SOURCE DATA below:
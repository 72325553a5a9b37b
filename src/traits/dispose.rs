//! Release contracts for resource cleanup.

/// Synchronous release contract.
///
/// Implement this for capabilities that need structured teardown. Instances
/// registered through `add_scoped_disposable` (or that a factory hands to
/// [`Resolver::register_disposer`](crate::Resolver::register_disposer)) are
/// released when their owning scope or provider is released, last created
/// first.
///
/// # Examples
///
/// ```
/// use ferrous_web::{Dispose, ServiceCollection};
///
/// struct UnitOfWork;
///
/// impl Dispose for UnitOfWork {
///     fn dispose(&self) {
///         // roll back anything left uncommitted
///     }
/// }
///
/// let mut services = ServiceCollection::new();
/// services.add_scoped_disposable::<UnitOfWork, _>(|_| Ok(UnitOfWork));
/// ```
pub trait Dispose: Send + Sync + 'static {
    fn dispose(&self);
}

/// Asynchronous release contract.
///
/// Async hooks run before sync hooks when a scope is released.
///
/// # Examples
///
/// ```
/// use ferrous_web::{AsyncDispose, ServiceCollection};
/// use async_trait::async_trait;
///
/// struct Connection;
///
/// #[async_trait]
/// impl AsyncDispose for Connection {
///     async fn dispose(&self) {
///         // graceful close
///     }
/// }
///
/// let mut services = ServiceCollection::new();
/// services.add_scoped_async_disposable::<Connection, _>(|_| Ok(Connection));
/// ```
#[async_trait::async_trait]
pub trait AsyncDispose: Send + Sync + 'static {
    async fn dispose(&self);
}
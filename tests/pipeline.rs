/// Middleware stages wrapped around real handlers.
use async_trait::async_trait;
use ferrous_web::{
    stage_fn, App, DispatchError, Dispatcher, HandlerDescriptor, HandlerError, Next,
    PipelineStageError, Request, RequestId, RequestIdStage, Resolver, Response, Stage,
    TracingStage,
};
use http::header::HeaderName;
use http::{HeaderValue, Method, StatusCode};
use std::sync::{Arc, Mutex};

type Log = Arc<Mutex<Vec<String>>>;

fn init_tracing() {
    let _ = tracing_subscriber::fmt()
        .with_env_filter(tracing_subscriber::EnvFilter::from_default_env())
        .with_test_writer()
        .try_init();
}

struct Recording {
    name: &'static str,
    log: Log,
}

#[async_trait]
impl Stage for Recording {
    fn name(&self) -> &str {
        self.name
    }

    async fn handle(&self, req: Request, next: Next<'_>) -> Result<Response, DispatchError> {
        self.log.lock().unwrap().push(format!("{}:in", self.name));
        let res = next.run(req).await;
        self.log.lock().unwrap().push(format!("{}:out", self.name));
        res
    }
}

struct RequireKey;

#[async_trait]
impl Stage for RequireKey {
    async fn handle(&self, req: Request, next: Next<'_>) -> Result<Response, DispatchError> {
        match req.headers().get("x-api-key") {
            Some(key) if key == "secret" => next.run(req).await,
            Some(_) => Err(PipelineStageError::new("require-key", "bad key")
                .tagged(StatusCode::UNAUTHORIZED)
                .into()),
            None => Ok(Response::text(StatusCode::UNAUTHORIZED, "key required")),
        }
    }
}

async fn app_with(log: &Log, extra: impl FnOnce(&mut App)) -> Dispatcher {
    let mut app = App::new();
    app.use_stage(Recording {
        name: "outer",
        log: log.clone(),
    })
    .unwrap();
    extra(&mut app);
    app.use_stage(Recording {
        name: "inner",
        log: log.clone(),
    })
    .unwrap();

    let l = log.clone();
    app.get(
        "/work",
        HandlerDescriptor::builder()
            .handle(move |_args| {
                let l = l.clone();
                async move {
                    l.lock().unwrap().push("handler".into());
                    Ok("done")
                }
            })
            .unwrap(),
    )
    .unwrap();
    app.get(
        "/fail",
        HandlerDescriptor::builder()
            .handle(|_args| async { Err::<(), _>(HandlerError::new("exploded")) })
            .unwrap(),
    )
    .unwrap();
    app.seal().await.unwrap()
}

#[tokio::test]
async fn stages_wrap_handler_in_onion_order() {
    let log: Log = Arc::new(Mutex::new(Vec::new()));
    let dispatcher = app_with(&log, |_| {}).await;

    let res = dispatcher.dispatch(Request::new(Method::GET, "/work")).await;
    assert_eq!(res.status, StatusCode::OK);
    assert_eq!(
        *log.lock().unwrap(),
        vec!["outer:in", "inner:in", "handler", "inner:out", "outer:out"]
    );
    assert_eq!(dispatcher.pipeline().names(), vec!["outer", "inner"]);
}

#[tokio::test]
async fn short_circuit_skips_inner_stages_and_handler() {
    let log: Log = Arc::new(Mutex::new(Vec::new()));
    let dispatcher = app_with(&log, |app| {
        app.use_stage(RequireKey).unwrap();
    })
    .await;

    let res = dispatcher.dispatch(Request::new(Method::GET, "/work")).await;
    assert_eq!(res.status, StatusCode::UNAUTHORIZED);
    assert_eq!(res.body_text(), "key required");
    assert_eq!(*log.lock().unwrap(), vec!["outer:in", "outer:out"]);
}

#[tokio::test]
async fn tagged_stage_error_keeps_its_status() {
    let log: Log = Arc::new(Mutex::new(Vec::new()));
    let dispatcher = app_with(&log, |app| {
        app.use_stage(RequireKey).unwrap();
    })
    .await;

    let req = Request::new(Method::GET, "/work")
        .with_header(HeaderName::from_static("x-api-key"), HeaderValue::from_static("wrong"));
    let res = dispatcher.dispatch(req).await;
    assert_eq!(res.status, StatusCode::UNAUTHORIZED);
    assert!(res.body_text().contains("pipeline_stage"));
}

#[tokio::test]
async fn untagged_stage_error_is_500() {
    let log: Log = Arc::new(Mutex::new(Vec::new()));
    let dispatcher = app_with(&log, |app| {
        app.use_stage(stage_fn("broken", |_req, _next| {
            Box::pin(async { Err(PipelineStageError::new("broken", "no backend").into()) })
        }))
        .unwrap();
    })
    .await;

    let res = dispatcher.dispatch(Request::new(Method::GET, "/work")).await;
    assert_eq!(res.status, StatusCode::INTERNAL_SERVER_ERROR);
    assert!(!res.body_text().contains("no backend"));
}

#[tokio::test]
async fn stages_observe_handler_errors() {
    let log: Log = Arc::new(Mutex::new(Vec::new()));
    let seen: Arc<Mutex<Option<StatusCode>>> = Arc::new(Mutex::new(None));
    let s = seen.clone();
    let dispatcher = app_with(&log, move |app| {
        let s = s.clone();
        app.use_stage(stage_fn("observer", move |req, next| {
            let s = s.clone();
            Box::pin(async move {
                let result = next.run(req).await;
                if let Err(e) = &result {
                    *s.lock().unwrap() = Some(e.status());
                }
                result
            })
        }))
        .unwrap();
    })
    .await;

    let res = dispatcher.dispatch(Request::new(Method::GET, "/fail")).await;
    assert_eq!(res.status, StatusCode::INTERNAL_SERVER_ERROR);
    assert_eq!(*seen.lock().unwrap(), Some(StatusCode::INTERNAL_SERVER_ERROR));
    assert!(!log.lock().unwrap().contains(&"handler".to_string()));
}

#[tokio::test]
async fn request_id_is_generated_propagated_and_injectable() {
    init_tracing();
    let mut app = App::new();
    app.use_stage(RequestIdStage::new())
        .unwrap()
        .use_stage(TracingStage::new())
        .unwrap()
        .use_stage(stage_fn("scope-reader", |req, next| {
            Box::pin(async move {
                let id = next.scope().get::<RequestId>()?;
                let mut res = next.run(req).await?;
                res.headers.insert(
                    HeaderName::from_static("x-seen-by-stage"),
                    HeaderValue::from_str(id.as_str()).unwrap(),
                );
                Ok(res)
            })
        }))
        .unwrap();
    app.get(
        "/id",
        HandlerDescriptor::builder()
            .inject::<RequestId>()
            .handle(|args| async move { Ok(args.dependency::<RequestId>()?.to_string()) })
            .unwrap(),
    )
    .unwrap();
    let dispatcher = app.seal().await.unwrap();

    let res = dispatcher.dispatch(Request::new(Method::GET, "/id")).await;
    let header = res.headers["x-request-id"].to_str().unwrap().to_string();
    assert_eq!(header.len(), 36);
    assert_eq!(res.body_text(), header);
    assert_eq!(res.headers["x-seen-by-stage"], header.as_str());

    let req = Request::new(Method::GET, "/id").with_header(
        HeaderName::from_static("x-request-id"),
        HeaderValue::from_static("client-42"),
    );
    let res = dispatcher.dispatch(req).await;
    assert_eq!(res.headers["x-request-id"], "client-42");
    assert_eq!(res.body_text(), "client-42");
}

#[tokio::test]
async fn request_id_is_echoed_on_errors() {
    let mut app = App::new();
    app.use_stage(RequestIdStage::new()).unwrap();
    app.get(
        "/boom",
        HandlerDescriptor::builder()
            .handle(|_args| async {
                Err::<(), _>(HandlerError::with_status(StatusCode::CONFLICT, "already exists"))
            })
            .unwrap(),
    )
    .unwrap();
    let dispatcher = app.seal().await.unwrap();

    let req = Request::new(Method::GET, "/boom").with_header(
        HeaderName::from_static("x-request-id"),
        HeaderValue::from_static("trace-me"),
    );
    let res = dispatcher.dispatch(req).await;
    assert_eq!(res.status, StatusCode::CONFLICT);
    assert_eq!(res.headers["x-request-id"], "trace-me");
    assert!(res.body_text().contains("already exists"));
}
End of SOURCE DATA.
SOURCE DATA below:
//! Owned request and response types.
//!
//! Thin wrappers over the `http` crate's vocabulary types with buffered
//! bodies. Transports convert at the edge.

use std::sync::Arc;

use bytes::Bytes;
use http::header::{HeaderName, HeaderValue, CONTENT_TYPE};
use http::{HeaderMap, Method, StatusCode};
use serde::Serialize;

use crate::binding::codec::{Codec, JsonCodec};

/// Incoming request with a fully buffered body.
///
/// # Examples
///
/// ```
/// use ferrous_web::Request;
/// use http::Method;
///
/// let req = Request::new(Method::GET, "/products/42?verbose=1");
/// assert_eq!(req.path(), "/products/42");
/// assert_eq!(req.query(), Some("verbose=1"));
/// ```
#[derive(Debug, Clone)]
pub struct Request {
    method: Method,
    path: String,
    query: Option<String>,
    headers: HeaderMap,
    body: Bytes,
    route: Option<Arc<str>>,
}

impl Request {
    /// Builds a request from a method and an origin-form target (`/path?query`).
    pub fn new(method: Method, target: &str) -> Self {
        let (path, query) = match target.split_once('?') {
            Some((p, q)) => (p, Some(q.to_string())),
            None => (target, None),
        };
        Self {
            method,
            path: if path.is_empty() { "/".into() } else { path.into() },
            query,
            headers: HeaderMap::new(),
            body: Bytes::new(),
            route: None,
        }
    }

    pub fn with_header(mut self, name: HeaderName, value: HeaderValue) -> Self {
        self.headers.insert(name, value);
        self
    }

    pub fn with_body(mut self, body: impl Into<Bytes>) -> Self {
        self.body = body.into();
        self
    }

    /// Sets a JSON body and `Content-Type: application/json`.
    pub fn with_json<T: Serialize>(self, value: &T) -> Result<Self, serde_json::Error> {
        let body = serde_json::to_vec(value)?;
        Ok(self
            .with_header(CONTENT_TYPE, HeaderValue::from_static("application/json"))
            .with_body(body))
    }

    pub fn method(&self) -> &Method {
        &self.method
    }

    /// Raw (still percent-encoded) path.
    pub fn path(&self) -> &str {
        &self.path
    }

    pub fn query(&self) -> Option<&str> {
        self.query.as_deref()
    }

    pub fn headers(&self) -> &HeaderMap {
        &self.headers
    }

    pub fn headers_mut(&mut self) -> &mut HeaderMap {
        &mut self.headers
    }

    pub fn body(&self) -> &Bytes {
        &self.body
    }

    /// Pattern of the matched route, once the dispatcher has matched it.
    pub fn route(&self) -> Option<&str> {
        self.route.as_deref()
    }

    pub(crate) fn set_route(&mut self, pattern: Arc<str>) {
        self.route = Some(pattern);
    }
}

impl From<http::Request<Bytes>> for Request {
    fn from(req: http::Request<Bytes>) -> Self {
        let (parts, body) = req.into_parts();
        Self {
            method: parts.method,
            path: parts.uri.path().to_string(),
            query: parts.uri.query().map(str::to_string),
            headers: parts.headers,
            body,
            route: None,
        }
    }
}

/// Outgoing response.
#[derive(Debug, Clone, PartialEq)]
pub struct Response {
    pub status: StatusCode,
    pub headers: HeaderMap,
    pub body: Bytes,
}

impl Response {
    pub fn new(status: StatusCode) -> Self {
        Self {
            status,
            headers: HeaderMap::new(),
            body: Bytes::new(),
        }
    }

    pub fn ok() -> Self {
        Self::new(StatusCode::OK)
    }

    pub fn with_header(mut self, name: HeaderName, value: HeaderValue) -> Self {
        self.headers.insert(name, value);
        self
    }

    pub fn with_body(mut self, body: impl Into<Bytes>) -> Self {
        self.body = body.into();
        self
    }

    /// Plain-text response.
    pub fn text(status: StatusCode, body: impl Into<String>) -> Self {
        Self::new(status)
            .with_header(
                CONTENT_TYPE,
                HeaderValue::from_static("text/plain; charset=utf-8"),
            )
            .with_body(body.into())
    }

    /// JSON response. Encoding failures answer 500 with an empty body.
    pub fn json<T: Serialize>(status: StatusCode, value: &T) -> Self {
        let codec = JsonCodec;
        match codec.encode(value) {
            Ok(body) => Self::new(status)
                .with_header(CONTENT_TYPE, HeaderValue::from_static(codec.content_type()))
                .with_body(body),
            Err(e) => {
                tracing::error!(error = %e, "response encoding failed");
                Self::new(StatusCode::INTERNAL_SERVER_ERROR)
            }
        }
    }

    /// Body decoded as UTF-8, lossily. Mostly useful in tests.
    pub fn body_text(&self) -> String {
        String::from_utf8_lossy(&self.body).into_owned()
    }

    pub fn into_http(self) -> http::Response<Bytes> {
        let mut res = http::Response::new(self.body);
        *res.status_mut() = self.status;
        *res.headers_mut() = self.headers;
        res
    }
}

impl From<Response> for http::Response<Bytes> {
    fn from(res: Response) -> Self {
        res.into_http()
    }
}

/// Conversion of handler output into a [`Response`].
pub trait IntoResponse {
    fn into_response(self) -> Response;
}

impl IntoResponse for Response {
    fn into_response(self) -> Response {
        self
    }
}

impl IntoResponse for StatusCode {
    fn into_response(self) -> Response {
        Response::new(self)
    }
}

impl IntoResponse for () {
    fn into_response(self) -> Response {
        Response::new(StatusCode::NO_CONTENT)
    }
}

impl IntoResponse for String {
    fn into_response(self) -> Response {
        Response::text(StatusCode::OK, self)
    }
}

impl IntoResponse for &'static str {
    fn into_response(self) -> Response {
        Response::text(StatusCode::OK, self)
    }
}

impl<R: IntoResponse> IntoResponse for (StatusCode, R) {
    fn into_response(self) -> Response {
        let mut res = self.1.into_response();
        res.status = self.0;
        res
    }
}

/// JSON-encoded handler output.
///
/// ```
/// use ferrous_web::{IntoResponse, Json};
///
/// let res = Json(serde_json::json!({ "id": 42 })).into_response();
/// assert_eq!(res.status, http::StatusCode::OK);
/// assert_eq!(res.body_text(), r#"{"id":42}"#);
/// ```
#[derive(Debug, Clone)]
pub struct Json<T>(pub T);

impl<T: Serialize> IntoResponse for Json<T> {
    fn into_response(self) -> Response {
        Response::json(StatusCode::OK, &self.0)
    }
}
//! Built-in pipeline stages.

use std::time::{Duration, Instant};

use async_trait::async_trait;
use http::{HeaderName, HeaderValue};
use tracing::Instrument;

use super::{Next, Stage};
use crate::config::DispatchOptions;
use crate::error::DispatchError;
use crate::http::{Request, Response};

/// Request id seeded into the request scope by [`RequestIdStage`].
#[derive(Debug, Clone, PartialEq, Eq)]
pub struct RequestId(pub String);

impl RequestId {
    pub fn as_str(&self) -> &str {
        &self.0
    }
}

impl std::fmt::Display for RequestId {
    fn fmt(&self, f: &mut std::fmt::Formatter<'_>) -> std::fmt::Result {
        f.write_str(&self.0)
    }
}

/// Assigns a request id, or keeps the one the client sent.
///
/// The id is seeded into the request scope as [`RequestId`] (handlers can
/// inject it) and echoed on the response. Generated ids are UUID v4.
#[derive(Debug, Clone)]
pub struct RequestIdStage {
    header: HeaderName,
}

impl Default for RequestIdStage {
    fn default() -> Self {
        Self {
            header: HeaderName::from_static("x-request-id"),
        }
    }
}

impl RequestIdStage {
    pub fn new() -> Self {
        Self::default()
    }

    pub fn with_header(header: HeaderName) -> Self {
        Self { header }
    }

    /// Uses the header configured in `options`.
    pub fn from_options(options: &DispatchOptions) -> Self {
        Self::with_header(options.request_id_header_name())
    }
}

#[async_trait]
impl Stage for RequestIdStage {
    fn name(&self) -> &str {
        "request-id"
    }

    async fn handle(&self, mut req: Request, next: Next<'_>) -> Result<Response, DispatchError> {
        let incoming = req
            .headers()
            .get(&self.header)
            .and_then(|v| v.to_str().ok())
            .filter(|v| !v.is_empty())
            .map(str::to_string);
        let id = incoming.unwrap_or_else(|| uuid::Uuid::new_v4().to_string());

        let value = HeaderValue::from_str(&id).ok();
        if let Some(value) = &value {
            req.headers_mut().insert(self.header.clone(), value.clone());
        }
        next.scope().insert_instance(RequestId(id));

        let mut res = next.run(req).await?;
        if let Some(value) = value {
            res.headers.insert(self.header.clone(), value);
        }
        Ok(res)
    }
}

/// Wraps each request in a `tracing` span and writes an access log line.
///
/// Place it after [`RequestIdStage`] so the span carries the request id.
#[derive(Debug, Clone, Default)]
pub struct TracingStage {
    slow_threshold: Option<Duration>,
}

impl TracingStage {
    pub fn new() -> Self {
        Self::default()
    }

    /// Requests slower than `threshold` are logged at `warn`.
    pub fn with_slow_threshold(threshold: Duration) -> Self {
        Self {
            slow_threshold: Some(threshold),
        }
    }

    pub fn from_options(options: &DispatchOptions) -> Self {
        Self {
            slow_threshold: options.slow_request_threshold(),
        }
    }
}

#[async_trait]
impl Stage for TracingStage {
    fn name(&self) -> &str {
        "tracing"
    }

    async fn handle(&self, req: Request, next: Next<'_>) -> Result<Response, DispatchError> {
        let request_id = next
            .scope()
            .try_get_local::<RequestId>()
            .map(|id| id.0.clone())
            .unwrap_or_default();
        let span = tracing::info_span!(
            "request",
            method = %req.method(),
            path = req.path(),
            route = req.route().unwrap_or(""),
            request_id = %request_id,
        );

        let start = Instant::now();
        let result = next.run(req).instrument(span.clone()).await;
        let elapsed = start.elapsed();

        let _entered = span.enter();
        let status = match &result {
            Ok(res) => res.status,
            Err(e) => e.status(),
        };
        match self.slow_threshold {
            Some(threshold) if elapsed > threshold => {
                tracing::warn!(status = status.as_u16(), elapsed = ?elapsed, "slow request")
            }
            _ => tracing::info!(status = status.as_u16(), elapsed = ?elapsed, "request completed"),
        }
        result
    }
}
End of SOURCE DATA.
DIRECTIONS FOR THIS TASK ▸ Looking at the records, state how many lines contain "codec" and write nothing besides that number.

TASK SOLUTION ▸ 4